Is the hypothesis of Young Earth Creation (YEC) relevant to ID? Most in the ID community will say, “NO”, but let me offer some reasons to think the answer could be, “YES”.
The hypothesis of a young Earth or young universe comes from religious beliefs rooted in a chronology constructed by taking the genealogies in the Bible (like Luke Chapter 3, 1 Chronicles or the Table of Nations in Genesis 10). YEC is not strictly an Evangelical Christian hypothesis but is accepted by some Jewish traditions. For example, see this commentary on the Jewish calendar by physicist Gerald Schroeder:
One of the most obvious perceived contradictions between Torah and science is the age of the universe. Is it billions of years old, like scientific data, or is it thousands of years, like Biblical data? When we add up the generations of the Bible, we come to 5700-plus years. Whereas, data from the Hubble telescope or from the land based telescopes in Hawaii, indicate the age at about 15 billion years.
Let me clarify right at the start. The world may be only some 6000 years old. God could have put the fossils in the ground and juggled the light arriving from distant galaxies to make the world appear to be billions of years old. There is absolutely no way to disprove this claim. God being infinite could have made the world that way. There is another possible approach that also agrees with the ancient commentators’ description of God and nature. The world may be young and old simultaneously. In the following I consider this latter option.
Age of the Universe
[Gerald Schroeder was in the movie Expelled, and his writings were influential to converting Antony Flew from atheism to theism. He is obviosly on the pro-ID side of the debate.]
But, problematic for YEC-sympathetic skeptics like myself, most of the claims of a young cosmos proceed from religious beliefs, not hard empirical data, and worse, it is in conflict with mainstream accepted physics.
However, let us suppose that some future scientific discoveries begin to overturn mainstream views about the age of the universe. What if these discoveries cause us to seriously reconsider that the universe is substantially younger than it is today. And if not the whole universe, even demonstrating the Solar System, the Earth, or the geological column are young would have huge payoffs for ID.
One does not even need to revise long ages to 6000 years. Even demonstrating it is on the order of a few hundred million years, or demonstrating certain geological features are not more than 10 million years old vs. 500 million years old will absolutely overturn the dominance of Darwinism.
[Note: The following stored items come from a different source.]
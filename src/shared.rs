use axum::{
    http::StatusCode,
    response::{IntoResponse, Response},
    Json,
};
use serde_json::json;
use std::sync::Arc;
use thiserror::Error;

use crate::stats::{StatsError, StatsRepository};

/// Shared application state containing all dependencies
#[derive(Clone)]
pub struct AppState {
    pub repository: Arc<dyn StatsRepository>,
}

impl AppState {
    pub fn new(repository: Arc<dyn StatsRepository>) -> Self {
        Self { repository }
    }
}

#[derive(Error, Debug)]
pub enum AppError {
    #[error("Bad request: {0}")]
    BadRequest(String),

    #[error("Database error: {0}")]
    DatabaseError(String),

    #[error("Not found: {0}")]
    NotFound(String),
}

impl From<StatsError> for AppError {
    fn from(error: StatsError) -> Self {
        match error {
            StatsError::NotFound(msg) => AppError::NotFound(msg),
            StatsError::Repository(msg) => AppError::DatabaseError(msg),
        }
    }
}

impl IntoResponse for AppError {
    fn into_response(self) -> Response {
        let (status, error_message) = match self {
            AppError::BadRequest(msg) => (StatusCode::BAD_REQUEST, msg),
            AppError::DatabaseError(msg) => (
                StatusCode::INTERNAL_SERVER_ERROR,
                format!("Database error: {}", msg),
            ),
            AppError::NotFound(msg) => (StatusCode::NOT_FOUND, msg),
        };

        let body = Json(json!({
            "error": error_message
        }));

        (status, body).into_response()
    }
}
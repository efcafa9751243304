use thiserror::Error;

use crate::pubg::ApiError;
use crate::stats::StatsError;
use crate::telemetry::TelemetryError;

#[derive(Debug, Error)]
pub enum IngestError {
    #[error("API error: {0}")]
    Api(#[from] ApiError),

    #[error(transparent)]
    Stats(#[from] StatsError),

    #[error("Telemetry error: {0}")]
    Telemetry(#[from] TelemetryError),
}

impl IngestError {
    /// Whether re-running the same ingestion may succeed
    pub fn is_transient(&self) -> bool {
        match self {
            IngestError::Api(e) => e.is_transient(),
            IngestError::Stats(_) | IngestError::Telemetry(_) => false,
        }
    }
}
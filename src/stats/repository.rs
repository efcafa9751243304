use async_trait::async_trait;
use chrono::{DateTime, Utc};
use sqlx::{FromRow, PgPool, Row};
use std::collections::{BTreeSet, HashMap};
use tokio::sync::RwLock;
use tracing::{debug, instrument, warn};

use super::{
    models::{
        default_last_update, LeaderboardSort, Match, Player, PlayerAggregates,
        PlayerMatchHistoryEntry, PlayerMatchStats,
    },
    StatsError,
};

/// Storage operations needed by the ingestion pipeline, the recomputation
/// jobs and the read-only API
#[async_trait]
pub trait StatsRepository: Send + Sync {
    async fn get_player(&self, player_id: &str) -> Result<Option<Player>, StatsError>;

    /// Returns the player, creating it with `name` if absent. The flag is
    /// true when the row was created by this call.
    async fn get_or_create_player(
        &self,
        player_id: &str,
        name: &str,
    ) -> Result<(Player, bool), StatsError>;
    async fn save_player(&self, player: &Player) -> Result<(), StatsError>;
    async fn list_players(&self) -> Result<Vec<Player>, StatsError>;

    /// Overwrites the four aggregate columns of a player in one write
    async fn save_player_aggregates(
        &self,
        player_id: &str,
        aggregates: &PlayerAggregates,
    ) -> Result<(), StatsError>;

    async fn get_match(&self, match_id: &str) -> Result<Option<Match>, StatsError>;
    async fn get_or_create_match(&self, match_id: &str) -> Result<(Match, bool), StatsError>;
    async fn save_match(&self, record: &Match) -> Result<(), StatsError>;

    /// Matches whose API metadata has never been ingested
    async fn list_unfetched_matches(&self) -> Result<Vec<Match>, StatsError>;

    async fn get_or_create_player_match_stats(
        &self,
        player_id: &str,
        match_id: &str,
    ) -> Result<(PlayerMatchStats, bool), StatsError>;
    async fn save_player_match_stats(&self, stats: &PlayerMatchStats) -> Result<(), StatsError>;
    async fn list_match_stats(&self, match_id: &str) -> Result<Vec<PlayerMatchStats>, StatsError>;
    async fn list_player_history(
        &self,
        player_id: &str,
    ) -> Result<Vec<PlayerMatchHistoryEntry>, StatsError>;

    /// Stats rows carrying both a killer cause and forsen's final rank
    async fn list_scored_match_stats(&self) -> Result<Vec<PlayerMatchStats>, StatsError>;

    /// Distinct ids of players having a stats row in any of the matches
    async fn player_ids_for_matches(&self, match_ids: &[String])
        -> Result<Vec<String>, StatsError>;

    async fn get_last_update(&self) -> Result<DateTime<Utc>, StatsError>;
    async fn set_last_update(&self, at: DateTime<Utc>) -> Result<(), StatsError>;

    /// Non-tracked players ordered by `sort`, highest first
    async fn leaderboard(
        &self,
        sort: LeaderboardSort,
        limit: i64,
        offset: i64,
    ) -> Result<Vec<Player>, StatsError>;
    async fn search_players(&self, query: &str, limit: i64) -> Result<Vec<Player>, StatsError>;
}

#[derive(Debug, Default)]
struct Tables {
    players: HashMap<String, Player>,
    matches: HashMap<String, Match>,
    match_stats: HashMap<(String, String), PlayerMatchStats>,
    last_update: Option<DateTime<Utc>>,
}

/// In-memory implementation of StatsRepository for development and testing
///
/// List operations return rows in a stable order (by id) so callers see the
/// same sequence on every run.
#[derive(Debug, Default)]
pub struct InMemoryStatsRepository {
    tables: RwLock<Tables>,
}

impl InMemoryStatsRepository {
    pub fn new() -> Self {
        Self::default()
    }

    /// Inserts or replaces a player row, flags included
    pub async fn insert_player(&self, player: Player) {
        let mut tables = self.tables.write().await;
        tables.players.insert(player.id.clone(), player);
    }

    pub async fn match_stats_count(&self) -> usize {
        self.tables.read().await.match_stats.len()
    }
}

fn stats_key(player_id: &str, match_id: &str) -> (String, String) {
    (player_id.to_string(), match_id.to_string())
}

fn sort_value(player: &Player, sort: LeaderboardSort) -> f64 {
    match sort {
        LeaderboardSort::Killscore => player.killscore,
        LeaderboardSort::Kills => f64::from(player.kills),
        LeaderboardSort::Deaths => f64::from(player.deaths),
        LeaderboardSort::GamesSniped => f64::from(player.games_sniped),
    }
}
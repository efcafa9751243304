use std::sync::Arc;
use tracing::{debug, info, instrument, warn};

use super::{
    killscore::compute_killscore, repository::StatsRepository, PlayerAggregates,
    PlayerMatchHistoryEntry, StatsError,
};

/// Outcome of a kill-score recompute over every scored stats row
#[derive(Debug, Clone, Copy, Default, PartialEq)]
pub struct KillscoreRecompute {
    pub rows_rescored: usize,
    pub players_recomputed: usize,
}

/// Folds a player's per-match history into cross-match totals
pub fn compute_aggregates(history: &[PlayerMatchHistoryEntry]) -> PlayerAggregates {
    let mut aggregates = PlayerAggregates::default();

    for entry in history {
        if entry.stats.killscore > 0.0 {
            aggregates.killscore += entry.stats.killscore;
            aggregates.kills += 1;
        }
        if entry.stats.killed_by_forsen_with.is_some() {
            aggregates.deaths += 1;
        }
        if entry.is_forsen_match {
            aggregates.games_sniped += 1;
        }
    }

    aggregates
}

/// Recomputes the aggregate columns cached on player rows
pub struct PlayerStatsService {
    repository: Arc<dyn StatsRepository>,
}

impl PlayerStatsService {
    pub fn new(repository: Arc<dyn StatsRepository>) -> Self {
        Self { repository }
    }

    /// Rebuilds one player's totals from their stats rows.
    ///
    /// Returns `None` without writing anything for the tracked player.
    #[instrument(skip(self))]
    pub async fn recompute_player(
        &self,
        player_id: &str,
    ) -> Result<Option<PlayerAggregates>, StatsError> {
        let player = self
            .repository
            .get_player(player_id)
            .await?
            .ok_or_else(|| StatsError::NotFound(format!("player {}", player_id)))?;

        if player.is_forsen {
            debug!(player_id = %player_id, "Skipping aggregates of tracked player");
            return Ok(None);
        }

        let history = self.repository.list_player_history(player_id).await?;
        let aggregates = compute_aggregates(&history);
        self.repository
            .save_player_aggregates(player_id, &aggregates)
            .await?;

        debug!(
            player_id = %player_id,
            killscore = aggregates.killscore,
            kills = aggregates.kills,
            deaths = aggregates.deaths,
            games_sniped = aggregates.games_sniped,
            "Player aggregates recomputed"
        );
        Ok(Some(aggregates))
    }

    /// Recomputes each listed player, logging and skipping individual failures.
    /// Returns how many players were written.
    #[instrument(skip(self, player_ids), fields(count = player_ids.len()))]
    pub async fn recompute_players(&self, player_ids: &[String]) -> usize {
        let mut recomputed = 0;

        for player_id in player_ids {
            match self.recompute_player(player_id).await {
                Ok(Some(_)) => recomputed += 1,
                Ok(None) => {}
                Err(e) => {
                    warn!(player_id = %player_id, error = %e, "Failed to recompute player aggregates");
                }
            }
        }

        info!(recomputed, "Player aggregates recomputed");
        recomputed
    }

    /// Aggregate-only batch job over every player
    #[instrument(skip(self))]
    pub async fn recompute_all_players(&self) -> Result<usize, StatsError> {
        let player_ids: Vec<String> = self
            .repository
            .list_players()
            .await?
            .into_iter()
            .map(|player| player.id)
            .collect();

        Ok(self.recompute_players(&player_ids).await)
    }

    /// Kill-score-only batch job: rescore every row that recorded a kill on
    /// forsen, then rebuild every player's totals
    #[instrument(skip(self))]
    pub async fn recompute_killscores(&self) -> Result<KillscoreRecompute, StatsError> {
        let scored = self.repository.list_scored_match_stats().await?;
        info!(rows = scored.len(), "Recomputing match kill scores");

        let mut rows_rescored = 0;
        for mut stats in scored {
            let (Some(cause), Some(rank)) = (&stats.killed_forsen_with, stats.forsen_final_rank)
            else {
                continue;
            };
            stats.killscore = compute_killscore(rank, cause);
            self.repository.save_player_match_stats(&stats).await?;
            rows_rescored += 1;
        }

        let players_recomputed = self.recompute_all_players().await?;
        Ok(KillscoreRecompute {
            rows_rescored,
            players_recomputed,
        })
    }
}
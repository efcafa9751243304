use axum::{
    extract::{Path, Query, State},
    routing::get,
    Json, Router,
};
use chrono::{DateTime, Utc};
use serde::{Deserialize, Serialize};
use tracing::{info, instrument};

use super::{LeaderboardSort, Match, Player, PlayerMatchHistoryEntry, PlayerMatchStats};
use crate::shared::{AppError, AppState};

pub const LEADERBOARD_PAGE_SIZE: i64 = 25;
const SEARCH_LIMIT: i64 = 50;

#[derive(Debug, Serialize)]
pub struct StatusResponse {
    pub last_update: DateTime<Utc>,
}

#[derive(Debug, Default, Deserialize)]
pub struct LeaderboardQuery {
    #[serde(default)]
    pub sort: LeaderboardSort,
    pub page: Option<i64>,
}

#[derive(Debug, Deserialize)]
pub struct SearchQuery {
    #[serde(default)]
    pub q: String,
}

#[derive(Debug, Serialize)]
pub struct PlayerDetailResponse {
    pub player: Player,
    pub history: Vec<PlayerMatchHistoryEntry>,
}

#[derive(Debug, Serialize)]
pub struct MatchDetailResponse {
    #[serde(flatten)]
    pub record: Match,
    pub participants: Vec<PlayerMatchStats>,
}

/// Read-only routes over the persisted stats
pub fn routes() -> Router<AppState> {
    Router::new()
        .route("/status", get(status))
        .route("/players", get(leaderboard))
        .route("/players/search", get(search_players))
        .route("/players/:player_id", get(player_detail))
        .route("/matches/:match_id", get(match_detail))
}

/// GET /status
#[instrument(name = "status", skip(state))]
pub async fn status(State(state): State<AppState>) -> Result<Json<StatusResponse>, AppError> {
    let last_update = state.repository.get_last_update().await?;
    Ok(Json(StatusResponse { last_update }))
}

/// GET /players?sort=kills&page=2
///
/// Pages start at 1.
#[instrument(name = "leaderboard", skip(state))]
pub async fn leaderboard(
    State(state): State<AppState>,
    Query(query): Query<LeaderboardQuery>,
) -> Result<Json<Vec<Player>>, AppError> {
    let page = query.page.unwrap_or(1);
    if page < 1 {
        return Err(AppError::BadRequest("page starts at 1".to_string()));
    }
    let offset = (page - 1)
        .checked_mul(LEADERBOARD_PAGE_SIZE)
        .ok_or_else(|| AppError::BadRequest(format!("page {} is out of range", page)))?;

    let players = state
        .repository
        .leaderboard(query.sort, LEADERBOARD_PAGE_SIZE, offset)
        .await?;

    info!(page, count = players.len(), "Leaderboard page served");
    Ok(Json(players))
}

/// GET /players/search?q=name
#[instrument(name = "search_players", skip(state))]
pub async fn search_players(
    State(state): State<AppState>,
    Query(query): Query<SearchQuery>,
) -> Result<Json<Vec<Player>>, AppError> {
    let needle = query.q.trim();
    if needle.is_empty() {
        return Err(AppError::BadRequest("empty search".to_string()));
    }

    let players = state.repository.search_players(needle, SEARCH_LIMIT).await?;
    Ok(Json(players))
}

/// GET /players/:player_id
#[instrument(name = "player_detail", skip(state))]
pub async fn player_detail(
    State(state): State<AppState>,
    Path(player_id): Path<String>,
) -> Result<Json<PlayerDetailResponse>, AppError> {
    let player = state
        .repository
        .get_player(&player_id)
        .await?
        .ok_or_else(|| AppError::NotFound(format!("player {}", player_id)))?;
    let history = state.repository.list_player_history(&player_id).await?;

    Ok(Json(PlayerDetailResponse { player, history }))
}

/// GET /matches/:match_id
#[instrument(name = "match_detail", skip(state))]
pub async fn match_detail(
    State(state): State<AppState>,
    Path(match_id): Path<String>,
) -> Result<Json<MatchDetailResponse>, AppError> {
    let record = state
        .repository
        .get_match(&match_id)
        .await?
        .ok_or_else(|| AppError::NotFound(format!("match {}", match_id)))?;
    let participants = state.repository.list_match_stats(&match_id).await?;

    Ok(Json(MatchDetailResponse {
        record,
        participants,
    }))
}
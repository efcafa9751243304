pub mod decoder;
mod errors;
pub mod events;

pub use decoder::{compress, decode_events, decompress, is_gzip};
pub use errors::TelemetryError;
pub use events::{Character, DamageInfo, PlayerKill, PlayerTakeDamage, TelemetryEvent, VehicleRide};
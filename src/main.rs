use axum::Router;
use clap::{Parser, Subcommand};
use snipetracker::{
    config::AppConfig,
    pubg::HttpPubgClient,
    refresh::{start_refresh_task, RefreshService},
    shared::AppState,
    stats::{self, InMemoryStatsRepository, PostgresStatsRepository, StatsRepository},
};
use std::{error::Error, sync::Arc};
use tower_http::{cors::CorsLayer, trace::TraceLayer};
use tracing::{info, warn};
use tracing_subscriber::{layer::SubscriberExt, util::SubscriberInitExt};

#[derive(Parser)]
#[command(name = "snipetracker")]
#[command(about = "Tracks who killed forsen in PUBG", long_about = None)]
struct Cli {
    #[command(subcommand)]
    command: Option<Command>,
}

#[derive(Subcommand)]
enum Command {
    /// Serve the read API and refresh on a schedule (default)
    Serve,
    /// Run a single refresh and exit
    Refresh,
    /// Rescore every recorded kill on forsen, then rebuild player totals
    RecomputeKillscores,
    /// Rebuild every player's totals from their stats rows
    RecomputeStats,
    /// Replay the stored telemetry of one match
    Replay {
        /// Match id
        match_id: String,
    },
}

async fn build_repository(config: &AppConfig) -> Result<Arc<dyn StatsRepository>, Box<dyn Error>> {
    match &config.database_url {
        Some(database_url) => {
            let pool = sqlx::PgPool::connect(database_url).await?;
            sqlx::migrate!("./migrations").run(&pool).await?;
            info!("Using PostgreSQL storage");
            Ok(Arc::new(PostgresStatsRepository::new(pool)))
        }
        None => {
            warn!("DATABASE_URL not set, using in-memory storage");
            Ok(Arc::new(InMemoryStatsRepository::new()))
        }
    }
}

#[tokio::main(flavor = "current_thread")]
async fn main() -> Result<(), Box<dyn Error>> {
    // Initialize tracing
    tracing_subscriber::registry()
        .with(
            tracing_subscriber::EnvFilter::try_from_default_env()
                .unwrap_or_else(|_| "snipetracker=debug,tower_http=debug".into()),
        )
        .with(tracing_subscriber::fmt::layer())
        .init();

    let cli = Cli::parse();
    let config = AppConfig::from_env();
    if config.api_key.is_empty() {
        warn!("PUBG_API_KEY is empty, API requests will be rejected");
    }

    let repository = build_repository(&config).await?;
    let api = Arc::new(HttpPubgClient::new(
        &config.api_url,
        &config.api_key,
        config.http_timeout,
    )?);
    let refresh_service = Arc::new(RefreshService::new(
        api,
        repository.clone(),
        config.tracked_player_id.clone(),
        config.retry,
    ));

    match cli.command.unwrap_or(Command::Serve) {
        Command::Serve => {
            info!(tracked_player_id = %config.tracked_player_id, "Starting snipe tracker");
            tokio::spawn(start_refresh_task(
                refresh_service,
                config.refresh_interval,
            ));

            let app = Router::new()
                .merge(stats::routes())
                .layer(CorsLayer::permissive())
                .layer(TraceLayer::new_for_http())
                .with_state(AppState::new(repository));

            let listener = tokio::net::TcpListener::bind(&config.bind_addr).await?;
            info!("Server running on http://{}", config.bind_addr);
            axum::serve(listener, app).await?;
        }
        Command::Refresh => {
            let report = refresh_service.run_refresh().await?;
            info!(
                ingested = report.ingested_matches.len(),
                failed = report.failed_matches.len(),
                players_recomputed = report.players_recomputed,
                "Refresh finished"
            );
        }
        Command::RecomputeKillscores => {
            let report = refresh_service.player_stats().recompute_killscores().await?;
            info!(
                rows_rescored = report.rows_rescored,
                players_recomputed = report.players_recomputed,
                "Kill scores recomputed"
            );
        }
        Command::RecomputeStats => {
            let recomputed = refresh_service.player_stats().recompute_all_players().await?;
            info!(recomputed, "Player stats recomputed");
        }
        Command::Replay { match_id } => {
            match refresh_service
                .ingestion()
                .replay_cached_telemetry(&match_id)
                .await?
            {
                Some(summary) => info!(
                    match_id = %match_id,
                    events_applied = summary.events_applied,
                    tracked_player_died = summary.tracked_player_died,
                    "Telemetry replayed"
                ),
                None => warn!(match_id = %match_id, "Match has no stored telemetry"),
            }
        }
    }

    Ok(())
}
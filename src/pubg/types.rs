//! JSON:API payloads returned by the PUBG shard endpoints.
//!
//! Only the fields the ingestion pipeline reads are modelled; everything else
//! in the documents is ignored during deserialization.

use chrono::{DateTime, Utc};
use serde::Deserialize;

#[derive(Debug, Clone, Deserialize)]
pub struct PlayerResponse {
    pub data: PlayerData,
}

#[derive(Debug, Clone, Deserialize)]
pub struct PlayerData {
    pub id: String,
    pub attributes: PlayerAttributes,
    #[serde(default)]
    pub relationships: PlayerRelationships,
}

#[derive(Debug, Clone, Deserialize)]
pub struct PlayerAttributes {
    pub name: String,
}

#[derive(Debug, Clone, Default, Deserialize)]
pub struct PlayerRelationships {
    #[serde(default)]
    pub matches: RelationshipList,
}

#[derive(Debug, Clone, Default, Deserialize)]
pub struct RelationshipList {
    #[serde(default)]
    pub data: Vec<ResourceIdentifier>,
}

#[derive(Debug, Clone, Deserialize)]
pub struct ResourceIdentifier {
    #[serde(rename = "type")]
    pub kind: String,
    pub id: String,
}

impl PlayerData {
    /// Ids of the matches listed in the player's history
    pub fn match_ids(&self) -> impl Iterator<Item = &str> {
        self.relationships
            .matches
            .data
            .iter()
            .filter(|resource| resource.kind == "match")
            .map(|resource| resource.id.as_str())
    }
}

#[derive(Debug, Clone, Deserialize)]
pub struct MatchResponse {
    pub data: MatchData,
    #[serde(default)]
    pub included: Vec<IncludedResource>,
}

#[derive(Debug, Clone, Deserialize)]
pub struct MatchData {
    pub id: String,
    pub attributes: MatchAttributes,
}

#[derive(Debug, Clone, Deserialize)]
#[serde(rename_all = "camelCase")]
pub struct MatchAttributes {
    pub created_at: DateTime<Utc>,
    pub map_name: String,
    #[serde(default)]
    pub duration: Option<i32>,
}

/// Entries of the `included` list of a match document
#[derive(Debug, Clone, Deserialize)]
#[serde(tag = "type", rename_all = "lowercase")]
pub enum IncludedResource {
    Participant { attributes: ParticipantAttributes },
    Asset { attributes: AssetAttributes },
    Roster,
    #[serde(other)]
    Unknown,
}

#[derive(Debug, Clone, Deserialize)]
pub struct ParticipantAttributes {
    pub stats: ParticipantStats,
}

#[derive(Debug, Clone, Deserialize)]
#[serde(rename_all = "camelCase")]
pub struct ParticipantStats {
    pub player_id: String,
    #[serde(default)]
    pub name: String,
    #[serde(default)]
    pub damage_dealt: f64,
    #[serde(default)]
    pub ride_distance: f64,
    #[serde(default)]
    pub walk_distance: f64,
    #[serde(default)]
    pub time_survived: f64,
}

#[derive(Debug, Clone, Deserialize)]
pub struct AssetAttributes {
    pub name: String,
    #[serde(rename = "URL")]
    pub url: String,
}
// Public API - what other modules can use
pub use account::AccountKind;
pub use client::{HttpPubgClient, PubgApi};
pub use errors::ApiError;
pub use types::{
    AssetAttributes, IncludedResource, MatchAttributes, MatchData, MatchResponse,
    ParticipantAttributes, ParticipantStats, PlayerAttributes, PlayerData, PlayerResponse,
    ResourceIdentifier,
};

mod account;
pub mod client;
mod errors;
pub mod types;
Most of the founding leaders of ID accept the conventional age of the universe. Few YECs have formal affiliations with ID organizations (like the Discovery Institute, IDEA, etc.) To my knowledge, only YECs like Marcus Ross, Paul Nelson, Nancy Pearcey, myself have had formal ties to ID organizations. ID is dominated (and I think that is a good thing) by those that accept the conventional age of the universe and the geological column. But what if the young cosmos or young Earth or young geological column hypothesis becomes scientifically defensible? The payoff will be enormous for ID, and most of evolutionary biology will be overturned.
Are there anomalies that have kept my hopes for a Young Cosmos (in spite of doubts) alive? Absolutely. The reason I’m posting this, is that when readers say, “Sal, why are you posting YEC stuff here at UD? Isn’t YEC irrelevant to ID?”
I’ll respond by saying, “No. It could be very relevant if true. If the universe or earth or even the geological column are demonstrated to be young, evolutionism is toast, and ID prevails.” And then I’ll point them to this essay.
The chances for the truthfulness of the young cosmos or young Earth or young geological column hypothesis is remote, but in light of the potential payoff, if one were a betting man like Pascal, betting on revised ages is a favorable wager. Nevertheless, ID proponents are still prevailing even with the assumption of old ages. A revision to young ages would be icing on the cake and ID’s ultimate triumph.
I use the word “Cocktail” in the title to emphasize the informal nature of this thread akin to a discussion over a beer or cocktail. Public blogs are for fruitful and informal brainstorms and are not intended as serious venues for scholarship. However, blogs might be a starting point for ideas leading to interesting research projects.
One professor of mine, James Trefil, recounted how a discussion over a beer was the start of a research project that led to his book, Are We Alone:The Possibility of Extraterrestrial Civilizations , which became an inspiration for many in the ID movement (even though Trefil himself completely rejects ID). Trefil famously said in that book:
If I were a religious man, I would say that everything we have learned about life in the past 20 years shows that we are unique and therefore special in God’s sight.